AIP Acceleration Research FY 2023
Construction of Artificial Olfactory Sensor System for Non-Invasive Detection and Early Treatment of Hard-to-Find Gynecological Diseases
Research Director
| Kazuki Nagashima |
Professor, Research Institute for Electronic Science, Hokkaido University |
Collaborators
| Takao Yasui |
Professor, Department of Life Sciences and Technology, Tokyo Institute of Technology |
| Akira Yokoi |
Lecturer, Obstetrics and Gynecology, Hospital, Nagoya University |
Description
While the medical technologies have been developed today、 there are still many diseases that have no initial symptoms and are difficult to detect and treat early. In this research、 we aim to acquire scientific basis for odor-mediated disease diagnosis by the odor of metabolites and establish a non-invasive odor sensing platform technology for early treatment of hard-to-find gynecological diseases by accelerating the development of comprehensive odor molecule analysis technology and artificial olfactory sensor technology that have been studied in the PRESTO research.
High Performance Data Science
Research Director
| Yusuke Matsui |
Lecturer, Graduate School of Information Science and Technology, The University of Tokyo |
Collaborators
| Daichi Amagata |
Assistant Professor, Graduate School of Information Science and Technology, Osaka University |
| Hiroaki Shiokawa |
Associate Professor, Center for Computational Sciences, University of Tsukuba |
| Mai Nishimura |
Senior Researcher, Research Administrative Division,OMRON SINIC X Corporation |
Description
Our research plan aims to develop a data science infrastructure for high-performance data science. Data science is an area that has attracted the most attention in the past decade, both in industry and academia. Accelerating the computation for data science is extremely important, both theoretically and practically. Fundamental operations in data science are attributed to basic mathematical operations such as search and clustering. Such mathematical operations are currently being developed independently in each field. In this research project, we will integrate acceleration techniques developed in various areas in the past. We then establish fast search techniques that we can apply to multiple modalities, including vector-quantized codes, arbitrary metric spaces, and graphs. Our methodologies will enable a quick search for massive data above the billion scale, regardless of the target modality.
An On-Device Learning Technology Enabling Both Adaptivity and Reliability
Research Director
| Hiroki Matsutani |
Professor, Faculty of Science and Engineering, Keio University |
Collaborators
| Tamao Okamoto |
Manager, Product Analysis Center, Panasonic Holdings Corporation |
| Kota Yoshida |
Assistant Professor, College of Science and Engineering, Ritsumeikan University |
Description
This work focuses on an on-device learning technology of neural networks on resource-limited IoT devices such as sensors and controllers and improves the adaptivity and reliability.

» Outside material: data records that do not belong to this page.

// End-to-end checks of the HTTP surface on an ephemeral port.

use super::support::*;
use serde_json::{Value, json};
use spaces_backend::{AppState, config::Config, db::DbStore, routes};
use std::net::TcpListener;
use std::sync::Arc;

fn test_config() -> Config {
    Config {
        jwt_secret: TEST_JWT_SECRET.to_string(),
        allowed_origin: Some(TEST_ORIGIN.to_string()),
        ..Config::default()
    }
}

async fn spawn_app(config: Config, store: Arc<RecordingStore>) -> String {
    let store: DbStore = store;
    let state = Arc::new(AppState::new(config, store).unwrap());
    let app = routes::create_router(state);

    let listener = TcpListener::bind("127.0.0.1:0").unwrap();
    let addr = listener.local_addr().unwrap();
    tokio::spawn(async move {
        axum::Server::from_tcp(listener)
            .unwrap()
            .serve(app.into_make_service())
            .await
            .unwrap();
    });
    format!("http://{}", addr)
}

#[tokio::test]
async fn health_check() {
    let base = spawn_app(test_config(), Arc::new(RecordingStore::new())).await;

    let resp = reqwest::get(format!("{}/health", base)).await.unwrap();
    assert_eq!(resp.status(), 200);
    assert!(resp.headers().contains_key("x-request-id"));
    let body: Value = resp.json().await.unwrap();
    assert_eq!(body, json!({"status": "ok"}));
}

#[tokio::test]
async fn request_id_is_echoed() {
    let base = spawn_app(test_config(), Arc::new(RecordingStore::new())).await;

    let resp = reqwest::Client::new()
        .get(format!("{}/health", base))
        .header("x-request-id", "req-42")
        .send()
        .await
        .unwrap();
    assert_eq!(resp.headers()["x-request-id"], "req-42");
}

#[tokio::test]
async fn spaces_require_a_valid_token() {
    let store = Arc::new(RecordingStore::new());
    let base = spawn_app(test_config(), store.clone()).await;
    let client = reqwest::Client::new();

    let resp = client.get(format!("{}/spaces", base)).send().await.unwrap();
    assert_eq!(resp.status(), 401);

    let resp = client
        .get(format!("{}/spaces", base))
        .bearer_auth("not-a-jwt")
        .send()
        .await
        .unwrap();
    assert_eq!(resp.status(), 401);
    assert!(store.calls().is_empty());
}

#[tokio::test]
async fn create_then_read_over_http() {
    let base = spawn_app(test_config(), Arc::new(RecordingStore::new())).await;
    let client = reqwest::Client::new();
    let token = create_test_jwt(json!({"sub": "user-1", "cognito:groups": ["users"]}));

    let resp = client
        .post(format!("{}/spaces", base))
        .bearer_auth(&token)
        .header("origin", TEST_ORIGIN)
        .body(r#"{"location":"Paris","ward":"1er"}"#)
        .send()
        .await
        .unwrap();
    assert_eq!(resp.status(), 201);
    assert_eq!(resp.headers()["access-control-allow-origin"], TEST_ORIGIN);
    assert_eq!(resp.headers()["content-type"], "application/json");
    let created: Value = resp.json().await.unwrap();
    let id = created["spaceId"].as_str().unwrap().to_string();

    let resp = client
        .get(format!("{}/spaces?id={}", base, id))
        .bearer_auth(&token)
        .send()
        .await
        .unwrap();
    assert_eq!(resp.status(), 200);
    let item: Value = resp.json().await.unwrap();
    assert_eq!(item, json!({"id": id, "location": "Paris", "ward": "1er"}));
}

#[tokio::test]
async fn non_utf8_body_gets_json_answer() {
    let store = Arc::new(RecordingStore::new());
    let base = spawn_app(test_config(), store.clone()).await;
    let token = create_test_jwt(json!({"sub": "user-1"}));

    let resp = reqwest::Client::new()
        .post(format!("{}/spaces", base))
        .bearer_auth(token)
        .header("origin", TEST_ORIGIN)
        .body(vec![0xffu8, 0xfe])
        .send()
        .await
        .unwrap();
    assert_eq!(resp.status(), 400);
    assert_eq!(resp.headers()["content-type"], "application/json");
    assert_eq!(
        resp.headers()["access-control-allow-methods"],
        "GET, POST, PUT, DELETE, OPTIONS"
    );
    assert!(resp.headers().contains_key("access-control-allow-headers"));
    let body: Value = resp.json().await.unwrap();
    assert_eq!(body, json!({"message": "Invalid JSON in request body"}));
    assert!(store.calls().is_empty());
}

#[tokio::test]
async fn delete_checks_groups_claim() {
    let store = Arc::new(RecordingStore::with_items(vec![
        json!({"id": "abc", "location": "Paris", "ward": "1er"}),
    ]));
    let base = spawn_app(test_config(), store.clone()).await;
    let client = reqwest::Client::new();

    let user = create_test_jwt(json!({"sub": "user-1", "cognito:groups": ["users"]}));
    let resp = client
        .delete(format!("{}/spaces?id=abc", base))
        .bearer_auth(user)
        .send()
        .await
        .unwrap();
    assert_eq!(resp.status(), 403);

    let admin = create_test_jwt(json!({"sub": "admin-1", "cognito:groups": "admins"}));
    let resp = client
        .delete(format!("{}/spaces?id=abc", base))
        .bearer_auth(admin)
        .send()
        .await
        .unwrap();
    assert_eq!(resp.status(), 200);
    assert_eq!(store.calls(), vec![StoreCall::Delete("abc".into())]);
}

#[tokio::test]
async fn preflight_is_answered_without_token() {
    let base = spawn_app(test_config(), Arc::new(RecordingStore::new())).await;

    let resp = reqwest::Client::new()
        .request(reqwest::Method::OPTIONS, format!("{}/spaces", base))
        .header("origin", TEST_ORIGIN)
        .header("access-control-request-method", "DELETE")
        .send()
        .await
        .unwrap();
    assert_eq!(resp.status(), 200);
    assert_eq!(resp.headers()["access-control-allow-origin"], TEST_ORIGIN);
    assert_eq!(resp.headers()["access-control-allow-credentials"], "true");
}

#[tokio::test]
async fn missing_origin_configuration_fails_requests() {
    let config = Config {
        allowed_origin: None,
        cloudfront_domain: None,
        ..test_config()
    };
    let base = spawn_app(config, Arc::new(RecordingStore::new())).await;
    let token = create_test_jwt(json!({"sub": "user-1"}));

    let resp = reqwest::Client::new()
        .get(format!("{}/spaces", base))
        .bearer_auth(token)
        .send()
        .await
        .unwrap();
    assert_eq!(resp.status(), 500);
    let body: Value = resp.json().await.unwrap();
    assert_eq!(body, json!({"message": "Configuration error"}));
}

Specifically, an autonomous retraining technique is enhanced by concept drift detection algorithms. Performance degradation due to unintended retraining and security attacks by malicious users are also addressed. The proposed techniques are demonstrated with real applications including electrical safety and equipment monitoring.
Computer-Aided Cytological Screening System by 3D AI and Data Flow Computer
Research Director
| Ken'ichi Morooka |
Professor, Faculty of Advanced Science and Technology, Kumamoto University |
Collaborators
| Eiji Ohno |
Visiting Researcher, Research Center for Life and Health Sciences, Kyoto Tachibana University |
| Hajime Nagahara |
Professor, Institute for Datability Science, Osaka University |
| Hideki Hashimoto |
General Manager, R&D Planning Division, Proassist, Ltd |
Description
The purpose of our project is to develop a cloud system for supporting a cytological screening by using 3D AI for identifying cells and data-flow computer.